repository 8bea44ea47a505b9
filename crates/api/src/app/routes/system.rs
use axum::http::StatusCode;

pub async fn health() -> StatusCode {
    StatusCode::OK
}
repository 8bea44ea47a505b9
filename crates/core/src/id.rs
//! Strongly-typed identifiers used across the domain.

use core::num::NonZeroU32;
use core::str::FromStr;

use serde::{Deserialize, Serialize};

use crate::error::DomainError;

/// Identifier of a catalog product.
///
/// Positive integer, unique within the catalog. Zero is not a valid id, so
/// the representation is `NonZeroU32` and a `0` in a request body fails at
/// the serde boundary rather than deep in a handler.
#[derive(Debug, Copy, Clone, PartialEq, Eq, Hash, Serialize, Deserialize)]
#[serde(transparent)]
pub struct ProductId(NonZeroU32);

impl ProductId {
    /// Create an identifier from a raw integer; rejects zero.
    pub fn new(raw: u32) -> Result<Self, DomainError> {
        NonZeroU32::new(raw)
            .map(Self)
            .ok_or_else(|| DomainError::invalid_id("ProductId: must be a positive integer"))
    }

    pub fn get(&self) -> u32 {
        self.0.get()
    }
}

impl core::fmt::Display for ProductId {
    fn fmt(&self, f: &mut core::fmt::Formatter<'_>) -> core::fmt::Result {
        core::fmt::Display::fmt(&self.0, f)
    }
}

impl FromStr for ProductId {
    type Err = DomainError;

    fn from_str(s: &str) -> Result<Self, Self::Err> {
        let raw: u32 = s
            .parse()
            .map_err(|e| DomainError::invalid_id(format!("ProductId: {e}")))?;
        Self::new(raw)
    }
}
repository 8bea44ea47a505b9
//! Value object trait: equality by value, not identity.

/// Marker trait for value objects.
///
/// Value objects are immutable and compared by their attribute values alone;
/// two instances with the same values are the same value. To "modify" one,
/// construct a new one. In this codebase `Rating`, `ImageSet` and
/// `UploadedAsset` are value objects, while `Product` is an entity keyed by
/// `ProductId`.
pub trait ValueObject: Clone + PartialEq + core::fmt::Debug {}
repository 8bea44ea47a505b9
//! Typed intake for the admin upload dashboard.
//!
//! Replaces the source's loose drag-and-drop file objects with values
//! validated at the boundary. All of this state is confined to one user
//! session's view; it is never shared or synchronized.

use serde::{Deserialize, Serialize};

use showroom_catalog::ProductDraft;
use showroom_core::{DomainError, DomainResult, ValueObject};

/// One dropped file, reduced to the metadata this core cares about.
#[derive(Debug, Clone, PartialEq, Eq, Serialize, Deserialize)]
pub struct UploadedAsset {
    pub name: String,
    pub size_bytes: u64,
    pub mime_type: String,
}

impl UploadedAsset {
    /// Boundary validation of one dropped file.
    pub fn from_parts(
        name: impl Into<String>,
        size_bytes: u64,
        mime_type: impl Into<String>,
    ) -> DomainResult<Self> {
        let name = name.into();
        let mime_type = mime_type.into();

        if name.trim().is_empty() {
            return Err(DomainError::validation("file name cannot be empty"));
        }
        if size_bytes == 0 {
            return Err(DomainError::validation("file is empty"));
        }
        let asset = Self {
            name,
            size_bytes,
            mime_type,
        };
        if !asset.is_image() && !asset.is_model() {
            return Err(DomainError::validation(format!(
                "unsupported file type: {}",
                asset.mime_type
            )));
        }
        Ok(asset)
    }

    pub fn is_image(&self) -> bool {
        self.mime_type.starts_with("image/")
    }

    /// glTF/GLB by MIME family; the asset content itself stays opaque.
    pub fn is_model(&self) -> bool {
        self.mime_type.starts_with("model/")
    }
}

impl ValueObject for UploadedAsset {}

/// Accumulating state of one upload form: text fields, dropped images, and
/// the single 3D-model slot.
#[derive(Debug, Clone, Default, PartialEq, Eq)]
pub struct UploadSubmission {
    pub name: String,
    pub description: String,
    pub price_cents: Option<u64>,
    images: Vec<UploadedAsset>,
    model: Option<UploadedAsset>,
}

impl UploadSubmission {
    pub fn new() -> Self {
        Self::default()
    }

    pub fn images(&self) -> &[UploadedAsset] {
        &self.images
    }

    pub fn model(&self) -> Option<&UploadedAsset> {
        self.model.as_ref()
    }

    /// Append a dropped image. Non-image files are rejected here, mirroring
    /// the dropzone's `image/*` accept filter.
    pub fn add_image(&mut self, asset: UploadedAsset) -> DomainResult<()> {
        if !asset.is_image() {
            return Err(DomainError::validation(format!(
                "{} is not an image",
                asset.name
            )));
        }
        self.images.push(asset);
        Ok(())
    }

    pub fn remove_image(&mut self, name: &str) {
        self.images.retain(|a| a.name != name);
    }

    /// Set the single model slot, replacing any previous choice.
    pub fn set_model(&mut self, asset: UploadedAsset) -> DomainResult<()> {
        if !asset.is_model() {
            return Err(DomainError::validation(format!(
                "{} is not a 3D model",
                asset.name
            )));
        }
        self.model = Some(asset);
        Ok(())
    }

    pub fn clear_model(&mut self) {
        self.model = None;
    }

    /// Completeness check. The error message is user-facing copy, not a
    /// process fault.
    pub fn validate(&self) -> DomainResult<()> {
        let complete = !self.name.trim().is_empty()
            && !self.description.trim().is_empty()
            && self.price_cents.is_some()
            && !self.images.is_empty()
            && self.model.is_some();

        if complete {
            Ok(())
        } else {
            Err(DomainError::validation(
                "Please fill in all fields, upload at least one image, and upload a 3D model.",
            ))
        }
    }

    /// Convert a complete submission into a draft for `POST /products`.
    ///
    /// File names stand in for storage URLs, as in the source: uploading to
    /// real storage is out of scope.
    pub fn into_draft(self) -> DomainResult<ProductDraft> {
        self.validate()?;
        let model = self.model.as_ref().map(|m| m.name.clone()).unwrap_or_default();
        Ok(ProductDraft {
            name: self.name,
            description: Some(self.description),
            price_cents: self.price_cents.unwrap_or_default(),
            images: self.images.into_iter().map(|a| a.name).collect(),
            model_url: model,
            rating: None,
            reviews: None,
        })
    }
}
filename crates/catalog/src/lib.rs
//! Product catalog domain module.
//!
//! This crate contains the catalog contract — product records, the fixed
//! seed table, and the list/get/accept operations — implemented purely as
//! deterministic domain logic (no IO, no HTTP, no storage).

pub mod catalog;
pub mod product;
pub mod seed;

pub use catalog::{AcceptedProduct, Catalog};
pub use product::{ImageSet, Product, ProductDraft, Rating};
pub use seed::seed_products;
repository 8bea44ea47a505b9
//! Image carousel and AR visibility state for one product detail view.

/// Pointer into a product's ordered image sequence.
///
/// Invariant: `0 <= index < image_count` for the product currently shown.
/// The `image_count` passed to a transition must be the length of that
/// product's image set, which is non-empty by construction
/// (`showroom_catalog::ImageSet`). Switch products by starting from
/// `CarouselState::default()` again.
#[derive(Debug, Default, Copy, Clone, PartialEq, Eq)]
pub struct CarouselState {
    index: usize,
}

impl CarouselState {
    pub fn index(&self) -> usize {
        self.index
    }

    /// Advance one image, wrapping past the end.
    #[must_use]
    pub fn next(self, image_count: usize) -> Self {
        debug_assert!(image_count > 0, "carousel over an empty image set");
        Self {
            index: (self.index + 1) % image_count,
        }
    }

    /// Step back one image, wrapping past the start.
    #[must_use]
    pub fn previous(self, image_count: usize) -> Self {
        debug_assert!(image_count > 0, "carousel over an empty image set");
        Self {
            index: (self.index + image_count - 1) % image_count,
        }
    }

    /// Jump to a thumbnail. An out-of-range `target` is a programming error
    /// in the caller, not a recoverable condition.
    #[must_use]
    pub fn select(self, target: usize, image_count: usize) -> Self {
        debug_assert!(
            target < image_count,
            "select target {target} out of range (count {image_count})"
        );
        Self { index: target }
    }
}

/// Client-side state of one product detail view: the carousel plus the
/// AR slot's visibility flag.
#[derive(Debug, Default, Copy, Clone, PartialEq, Eq)]
pub struct DetailViewState {
    pub carousel: CarouselState,
    pub ar_visible: bool,
}

impl DetailViewState {
    /// Fresh state for a newly selected product: index 0, AR hidden.
    pub fn for_new_product() -> Self {
        Self::default()
    }

    /// Flip the AR slot's visibility. Leaves the carousel untouched.
    #[must_use]
    pub fn toggle_ar(self) -> Self {
        Self {
            ar_visible: !self.ar_visible,
            ..self
        }
    }
}

#[cfg(test)]
mod tests {
    use super::*;
    use proptest::prelude::*;

    #[test]
    fn next_wraps_at_the_end() {
        let s = CarouselState::default().select(2, 3).next(3);
        assert_eq!(s.index(), 0);
    }

    #[test]
    fn previous_wraps_at_the_start() {
        let s = CarouselState::default().previous(3);
        assert_eq!(s.index(), 2);
    }

    #[test]
    fn select_produces_exact_index() {
        for target in 0..4 {
            let s = CarouselState::default().select(target, 4);
            assert_eq!(s.index(), target);
        }
    }

    #[test]
    fn single_image_carousel_is_a_fixed_point() {
        let s = CarouselState::default();
        assert_eq!(s.next(1), s);
        assert_eq!(s.previous(1), s);
    }

    #[test]
    fn toggle_ar_is_an_involution() {
        let s = DetailViewState::for_new_product();
        assert!(!s.ar_visible);
        let shown = s.toggle_ar();
        assert!(shown.ar_visible);
        assert_eq!(shown.toggle_ar(), s);
    }

    #[test]
    fn toggle_ar_does_not_move_the_carousel() {
        let mut s = DetailViewState::for_new_product();
        s.carousel = s.carousel.select(2, 3);
        let toggled = s.toggle_ar();
        assert_eq!(toggled.carousel.index(), 2);
    }

    #[test]
    fn new_product_resets_index_to_zero() {
        let s = DetailViewState::for_new_product();
        assert_eq!(s.carousel.index(), 0);
        assert!(!s.ar_visible);
    }

    proptest! {
        /// Cycle law: N steps forward over N images return to the start.
        #[test]
        fn next_cycles_after_image_count_steps(
            count in 1usize..32,
            start in 0usize..32,
        ) {
            let start = start % count;
            let mut s = CarouselState::default().select(start, count);
            for _ in 0..count {
                s = s.next(count);
            }
            prop_assert_eq!(s.index(), start);
        }

        /// Cycle law for the reverse direction.
        #[test]
        fn previous_cycles_after_image_count_steps(
            count in 1usize..32,
            start in 0usize..32,
        ) {
            let start = start % count;
            let mut s = CarouselState::default().select(start, count);
            for _ in 0..count {
                s = s.previous(count);
            }
            prop_assert_eq!(s.index(), start);
        }

        /// `previous` undoes `next`, so the invariant holds under any mix.
        #[test]
        fn previous_is_inverse_of_next(
            count in 1usize..32,
            start in 0usize..32,
        ) {
            let start = start % count;
            let s = CarouselState::default().select(start, count);
            prop_assert_eq!(s.next(count).previous(count), s);
            prop_assert_eq!(s.previous(count).next(count), s);
        }

        /// Index stays in range after an arbitrary transition sequence.
        #[test]
        fn index_stays_in_range(
            count in 1usize..16,
            steps in proptest::collection::vec(0u8..3, 0..64),
        ) {
            let mut s = CarouselState::default();
            for step in steps {
                s = match step {
                    0 => s.next(count),
                    1 => s.previous(count),
                    _ => s.select(s.index(), count),
                };
                prop_assert!(s.index() < count);
            }
        }
    }
}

○ ○ ○ ○

AIM OF THE EXERCISE → Copy out each line of the records that holds the string "Serialize".

COMPLETED TASK →
use serde::{Deserialize, Serialize};
#[derive(Debug, Copy, Clone, PartialEq, Eq, Hash, Serialize, Deserialize)]
use serde::{Deserialize, Serialize};
#[derive(Debug, Clone, PartialEq, Eq, Serialize, Deserialize)]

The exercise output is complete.